Oggi è l’850° anniversario del martirio di san Tommaso Becket. Era uno statista, uno studioso, un cancelliere, un prete, un arcivescovo e un leone della libertà religiosa. Prima che la Magna Carta fosse redatta, prima che il diritto al libero esercizio della religione fosse sancito nella nostra gloriosa Costituzione come la prima libertà dell’America, Thomas diede la vita perché, come egli disse, la Chiesa potesse raggiungere la libertà e la pace.

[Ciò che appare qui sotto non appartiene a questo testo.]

//! # Order Repository
//!
//! Database operations for orders and order items.
//!
//! ## Order Lifecycle
//! ```text
//! ┌─────────────────────────────────────────────────────────────────────────┐
//! │                       Order Lifecycle                                   │
//! │                                                                         │
//! │  1. CREATE                                                             │
//! │     └── insert() → Order { order_number: MAX + 1, status: completed }  │
//! │                                                                         │
//! │  2. ADD ITEMS (one per cart line, snapshot of name and prices)         │
//! │     └── insert_item() → OrderItem                                      │
//! │                                                                         │
//! │  3. MANAGE                                                             │
//! │     └── update_status() → new / completed / cancelled / returned /     │
//! │                           replaced                                      │
//! │                                                                         │
//! │  4. (COMPENSATION ONLY) DELETE                                         │
//! │     └── delete() → items and payments cascade                          │
//! └─────────────────────────────────────────────────────────────────────────┘
//! ```

use chrono::{DateTime, Utc};
use sqlx::SqlitePool;
use tracing::{debug, info};
use uuid::Uuid;

use crate::error::{DbError, DbResult};
use shopkeep_core::{NewOrder, NewOrderItem, Order, OrderItem, OrderStatus};

const SELECT_ORDER: &str = r#"
    SELECT
        id, order_number,
        total_amount_cents, total_cost_cents, total_profit_cents,
        status, customer_name, payment_status, paid_amount_cents,
        created_at, updated_at
    FROM orders
"#;

const SELECT_ITEM: &str = r#"
    SELECT
        id, order_id, product_id, product_name, quantity,
        unit_price_cents, unit_cost_cents,
        total_price_cents, total_cost_cents, profit_cents,
        custom_price_cents, discount_amount_cents, created_at
    FROM order_items
"#;

/// Repository for order database operations.
#[derive(Debug, Clone)]
pub struct OrderRepository {
    pool: SqlitePool,
}

impl OrderRepository {
    pub fn new(pool: SqlitePool) -> Self {
        OrderRepository { pool }
    }

    /// Inserts an order and assigns the next order number.
    pub async fn insert(&self, order: &NewOrder) -> DbResult<Order> {
        let id = Uuid::new_v4().to_string();
        let now = Utc::now();

        debug!(id = %id, total = order.total_amount_cents, "Inserting order");

        sqlx::query(
            r#"
            INSERT INTO orders (
                id, order_number,
                total_amount_cents, total_cost_cents, total_profit_cents,
                status, customer_name, payment_status, paid_amount_cents,
                created_at, updated_at
            ) VALUES (
                ?1, (SELECT COALESCE(MAX(order_number), 0) + 1 FROM orders),
                ?2, ?3, ?4,
                ?5, ?6, ?7, ?8,
                ?9, ?9
            )
            "#,
        )
        .bind(&id)
        .bind(order.total_amount_cents)
        .bind(order.total_cost_cents)
        .bind(order.total_profit_cents)
        .bind(order.status)
        .bind(&order.customer_name)
        .bind(order.payment_status)
        .bind(order.paid_amount_cents)
        .bind(now)
        .execute(&self.pool)
        .await?;

        let created = self.require(&id).await?;
        info!(id = %created.id, order_number = created.order_number, "Order created");
        Ok(created)
    }

    /// Inserts one order line.
    pub async fn insert_item(&self, order_id: &str, item: &NewOrderItem) -> DbResult<OrderItem> {
        let created = OrderItem {
            id: Uuid::new_v4().to_string(),
            order_id: order_id.to_string(),
            product_id: Some(item.product_id.clone()),
            product_name: item.product_name.clone(),
            quantity: item.quantity,
            unit_price_cents: item.unit_price_cents,
            unit_cost_cents: item.unit_cost_cents,
            total_price_cents: item.total_price_cents,
            total_cost_cents: item.total_cost_cents,
            profit_cents: item.profit_cents,
            custom_price_cents: item.custom_price_cents,
            discount_amount_cents: item.discount_amount_cents,
            created_at: Utc::now(),
        };

        debug!(order_id = %order_id, product_id = %item.product_id, "Adding order item");

        sqlx::query(
            r#"
            INSERT INTO order_items (
                id, order_id, product_id, product_name, quantity,
                unit_price_cents, unit_cost_cents,
                total_price_cents, total_cost_cents, profit_cents,
                custom_price_cents, discount_amount_cents, created_at
            ) VALUES (?1, ?2, ?3, ?4, ?5, ?6, ?7, ?8, ?9, ?10, ?11, ?12, ?13)
            "#,
        )
        .bind(&created.id)
        .bind(&created.order_id)
        .bind(&created.product_id)
        .bind(&created.product_name)
        .bind(created.quantity)
        .bind(created.unit_price_cents)
        .bind(created.unit_cost_cents)
        .bind(created.total_price_cents)
        .bind(created.total_cost_cents)
        .bind(created.profit_cents)
        .bind(created.custom_price_cents)
        .bind(created.discount_amount_cents)
        .bind(created.created_at)
        .execute(&self.pool)
        .await?;

        Ok(created)
    }

    pub async fn get_by_id(&self, id: &str) -> DbResult<Option<Order>> {
        let order = sqlx::query_as::<_, Order>(&format!("{SELECT_ORDER} WHERE id = ?1"))
            .bind(id)
            .fetch_optional(&self.pool)
            .await?;

        Ok(order)
    }

    pub async fn get_by_number(&self, order_number: i64) -> DbResult<Option<Order>> {
        let order = sqlx::query_as::<_, Order>(&format!("{SELECT_ORDER} WHERE order_number = ?1"))
            .bind(order_number)
            .fetch_optional(&self.pool)
            .await?;

        Ok(order)
    }

    /// Orders newest first, optionally only those with `status`.
    pub async fn list(&self, status: Option<OrderStatus>) -> DbResult<Vec<Order>> {
        let orders = match status {
            Some(status) => {
                sqlx::query_as::<_, Order>(&format!(
                    "{SELECT_ORDER} WHERE status = ?1 ORDER BY created_at DESC, order_number DESC"
                ))
                .bind(status)
                .fetch_all(&self.pool)
                .await?
            }
            None => {
                sqlx::query_as::<_, Order>(&format!(
                    "{SELECT_ORDER} ORDER BY created_at DESC, order_number DESC"
                ))
                .fetch_all(&self.pool)
                .await?
            }
        };

        debug!(count = orders.len(), "Listed orders");
        Ok(orders)
    }

    /// Orders created in `[start, end)`.
    pub async fn list_created_between(
        &self,
        start: DateTime<Utc>,
        end: DateTime<Utc>,
    ) -> DbResult<Vec<Order>> {
        let orders = sqlx::query_as::<_, Order>(&format!(
            "{SELECT_ORDER} WHERE created_at >= ?1 AND created_at < ?2 ORDER BY created_at"
        ))
        .bind(start)
        .bind(end)
        .fetch_all(&self.pool)
        .await?;

        Ok(orders)
    }

    pub async fn items(&self, order_id: &str) -> DbResult<Vec<OrderItem>> {
        let items = sqlx::query_as::<_, OrderItem>(&format!(
            "{SELECT_ITEM} WHERE order_id = ?1 ORDER BY created_at"
        ))
        .bind(order_id)
        .fetch_all(&self.pool)
        .await?;

        Ok(items)
    }

    /// Items of every order created in `[start, end)`.
    pub async fn items_created_between(
        &self,
        start: DateTime<Utc>,
        end: DateTime<Utc>,
    ) -> DbResult<Vec<OrderItem>> {
        let items = sqlx::query_as::<_, OrderItem>(&format!(
            "{SELECT_ITEM} WHERE order_id IN (
                SELECT id FROM orders WHERE created_at >= ?1 AND created_at < ?2
            )"
        ))
        .bind(start)
        .bind(end)
        .fetch_all(&self.pool)
        .await?;

        Ok(items)
    }

    pub async fn update_status(&self, id: &str, status: OrderStatus) -> DbResult<Order> {
        debug!(id = %id, status = %status, "Updating order status");

        let result = sqlx::query("UPDATE orders SET status = ?2, updated_at = ?3 WHERE id = ?1")
            .bind(id)
            .bind(status)
            .bind(Utc::now())
            .execute(&self.pool)
            .await?;

        if result.rows_affected() == 0 {
            return Err(DbError::not_found("Order", id));
        }

        self.require(id).await
    }

    /// Removes an order together with its items and payments.
    pub async fn delete(&self, id: &str) -> DbResult<()> {
        let result = sqlx::query("DELETE FROM orders WHERE id = ?1")
            .bind(id)
            .execute(&self.pool)
            .await?;

        if result.rows_affected() == 0 {
            return Err(DbError::not_found("Order", id));
        }

        info!(id = %id, "Order deleted");
        Ok(())
    }

    async fn require(&self, id: &str) -> DbResult<Order> {
        self.get_by_id(id)
            .await?
            .ok_or_else(|| DbError::not_found("Order", id))
    }
}

// =============================================================================
// Tests
// =============================================================================

#[cfg(test)]
mod tests {
    use super::*;
    use crate::pool::{Database, DbConfig};
    use shopkeep_core::{PaymentStatus, ProductInput};

    fn new_order(total: i64) -> NewOrder {
        NewOrder {
            total_amount_cents: total,
            total_cost_cents: total / 2,
            total_profit_cents: total - total / 2,
            status: OrderStatus::Completed,
            customer_name: None,
            payment_status: PaymentStatus::Paid,
            paid_amount_cents: total,
        }
    }

    async fn product(db: &Database, code: &str) -> String {
        db.products()
            .insert(&ProductInput {
                name: code.to_string(),
                code: code.to_string(),
                purchase_price_cents: 500,
                selling_price_cents: 1000,
                quantity: 10,
                low_stock_threshold: 5,
                image_url: None,
            })
            .await
            .unwrap()
            .id
    }

    fn item(product_id: &str, name: &str) -> NewOrderItem {
        NewOrderItem {
            product_id: product_id.to_string(),
            product_name: name.to_string(),
            quantity: 2,
            unit_price_cents: 1000,
            unit_cost_cents: 500,
            total_price_cents: 2000,
            total_cost_cents: 1000,
            profit_cents: 1000,
            custom_price_cents: None,
            discount_amount_cents: 0,
        }
    }

    #[tokio::test]
    async fn test_order_numbers_increase() {
        let db = Database::new(DbConfig::in_memory()).await.unwrap();
        let orders = db.orders();

        let first = orders.insert(&new_order(1000)).await.unwrap();
        let second = orders.insert(&new_order(2000)).await.unwrap();

        assert_eq!(first.order_number, 1);
        assert_eq!(second.order_number, 2);
        assert_eq!(second.status, OrderStatus::Completed);
        assert_eq!(orders.get_by_number(2).await.unwrap().unwrap().id, second.id);
    }

    #[tokio::test]
    async fn test_list_filters_by_status() {
        let db = Database::new(DbConfig::in_memory()).await.unwrap();
        let orders = db.orders();

        let a = orders.insert(&new_order(1000)).await.unwrap();
        orders.insert(&new_order(2000)).await.unwrap();
        orders.update_status(&a.id, OrderStatus::Cancelled).await.unwrap();

        assert_eq!(orders.list(None).await.unwrap().len(), 2);
        let cancelled = orders.list(Some(OrderStatus::Cancelled)).await.unwrap();
        assert_eq!(cancelled.len(), 1);
        assert_eq!(cancelled[0].id, a.id);
    }

    #[tokio::test]
    async fn test_items_survive_product_deletion() {
        let db = Database::new(DbConfig::in_memory()).await.unwrap();
        let product_id = product(&db, "OIL-1").await;
        let order = db.orders().insert(&new_order(2000)).await.unwrap();
        db.orders().insert_item(&order.id, &item(&product_id, "OIL-1")).await.unwrap();

        db.products().delete(&product_id).await.unwrap();

        let items = db.orders().items(&order.id).await.unwrap();
        assert_eq!(items.len(), 1);
        assert_eq!(items[0].product_id, None);
        assert_eq!(items[0].product_name, "OIL-1");
    }

    #[tokio::test]
    async fn test_delete_cascades_items() {
        let db = Database::new(DbConfig::in_memory()).await.unwrap();
        let product_id = product(&db, "OIL-1").await;
        let order = db.orders().insert(&new_order(2000)).await.unwrap();
        db.orders().insert_item(&order.id, &item(&product_id, "OIL-1")).await.unwrap();

        db.orders().delete(&order.id).await.unwrap();

        assert!(db.orders().get_by_id(&order.id).await.unwrap().is_none());
        assert!(db.orders().items(&order.id).await.unwrap().is_empty());
    }

    #[tokio::test]
    async fn test_created_between() {
        let db = Database::new(DbConfig::in_memory()).await.unwrap();
        let product_id = product(&db, "OIL-1").await;
        let order = db.orders().insert(&new_order(2000)).await.unwrap();
        db.orders().insert_item(&order.id, &item(&product_id, "OIL-1")).await.unwrap();

        let start = order.created_at - chrono::Duration::hours(1);
        let end = order.created_at + chrono::Duration::hours(1);
        assert_eq!(db.orders().list_created_between(start, end).await.unwrap().len(), 1);
        assert_eq!(db.orders().items_created_between(start, end).await.unwrap().len(), 1);

        let later = end + chrono::Duration::days(40);
        assert!(db.orders().list_created_between(end, later).await.unwrap().is_empty());
    }

    #[tokio::test]
    async fn test_update_status_missing_order() {
        let db = Database::new(DbConfig::in_memory()).await.unwrap();
        let err = db.orders().update_status("nope", OrderStatus::Returned).await.unwrap_err();
        assert!(matches!(err, DbError::NotFound { .. }));
    }
}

Figlio di uno sceriffo londinese e descritto come “un impiegato di bassa nascita” dal re che lo fece uccidere, Thomas Becket divenne il capo della Chiesa in Inghilterra. Quando la corona tentò di invadere il campo d’azione della casa di Dio mediante le Costituzioni di Clarendon, Tommaso si rifiutò di firmare il documento incriminato. Quando il furioso re Enrico II minacciò di trattenerlo in disprezzo dell’autorità reale e chiese perché questo prete “povero e umile” avrebbe osato sfidarlo, l’arcivescovo Becket rispose: “Dio è il sovrano supremo, al di sopra dei re” e “dobbiamo obbedire a Dio piuttosto che agli uomini”.

Poiché Thomas non acconsentì a rendere la Chiesa asservita allo Stato, fu costretto a rinunciare a tutte le sue proprietà e a fuggire dal suo stesso paese. Anni dopo, in seguito all’intervento del papa, Becket fu autorizzato a tornare e continuò a resistere alle oppressive interferenze del re nella vita della Chiesa. Alla fine, il re non sopportò più la ferma difesa della fede religiosa di Thomas Becket e, secondo quanto riferito, esclamò costernato: “Nessuno mi libererà di questo prete impiccione?”.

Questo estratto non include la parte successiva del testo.